Despite an improvement in payment the government still owes $1.5 billion to the private power plant operators for purchase of electricity, according to official sources.
The sources confirmed this week that the state-owned Bangladesh Power Development Board (BPDB), the single buyer on behalf of the government, partially cleared the payment until February last.
“We have not received any payment against the electricity purchase bills of March till the current month”, said Imran Karim, president of the Bangladesh Independent Power Producers Association (Bippa), the representative body of the private power producers in the country.
“Some of us received the highest 60 per cent of the payments against the bills of February while many have not”, he told UNB.
He hoped that there would be a major breakthrough in the bill settlements soon as their persuasion continued at the highest policy making level.
Normally, the BPDB purchases electricity worth Tk 4,000 crore per month.
Now, the payments against the bills of four months— March, April, May and June— are pending to be cleared.

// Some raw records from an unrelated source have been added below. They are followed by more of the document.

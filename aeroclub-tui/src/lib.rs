//! Aeroclub TUI — terminal booking schedule console.
//!
//! Provides:
//! - A daily fleet grid, eight aircraft per page, with a now-marker
//! - A weekly grid for one aircraft, pilot or instructor
//! - Live search suggestions and a booking details overlay
//! - Persisted page and first-run state between sessions

pub mod app;
pub mod input;
pub mod logging;
pub mod persistence;
pub mod theme;
pub mod ui;

pub use app::AppState;
pub use theme::Theme;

In addition, some partial bills of February have also not been cleared.
By this calculation, the total amount of the pending bills will be over $1.5 billion, said Imran, also the director of the Confidence Group, which owns a number of private plants.
BPDB has been in a cash crunch for the last several months which forced the organization to move a proposal to the energy regulator to raise the electricity price at retail level.
The Bangladesh Energy Regulatory Commission (BERC) is yet to make any decision though it recently held a public hearing on the issue.
The BPDB, however, disagreed with the calculation saying that it normally gets 45 days to clear a bill after submission.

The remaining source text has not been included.